**WHAT TO PRODUCE**
Nothing but a number is wanted: the count of lines in the records below that include "blue".

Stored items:
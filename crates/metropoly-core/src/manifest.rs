use crate::property::Lane;
use crate::store::{LaneNames, PropertyStore};
use crate::{Error, Result};
use serde::{Deserialize, Serialize};
use std::path::Path;

/// Which property goes on which ring, in board order.
///
/// Either read from a manifest file (`{"blue": {"lane": [...], "corners": [...]}, ...}`) or
/// derived from a [`PropertyStore`] by grouping records per lane and position kind.
#[derive(Debug, Clone, Default, PartialEq, Eq, Serialize, Deserialize)]
#[serde(default)]
pub struct BoardManifest {
    pub blue: LaneNames,
    pub yellow: LaneNames,
    pub red: LaneNames,
}

impl BoardManifest {
    pub fn from_store(store: &PropertyStore) -> Self {
        Self {
            blue: store.lane_names(Lane::Blue),
            yellow: store.lane_names(Lane::Yellow),
            red: store.lane_names(Lane::Red),
        }
    }

    pub fn load(path: impl AsRef<Path>) -> Result<Self> {
        let path = path.as_ref();
        let text = std::fs::read_to_string(path).map_err(|e| Error::io(path, e))?;
        Self::from_json_str(&text)
    }

    pub fn from_json_str(text: &str) -> Result<Self> {
        serde_json::from_str(text).map_err(|e| Error::InvalidManifest {
            message: e.to_string(),
        })
    }

    pub fn get(&self, lane: Lane) -> &LaneNames {
        match lane {
            Lane::Blue => &self.blue,
            Lane::Yellow => &self.yellow,
            Lane::Red => &self.red,
        }
    }
}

**YOUR SOLUTION**
4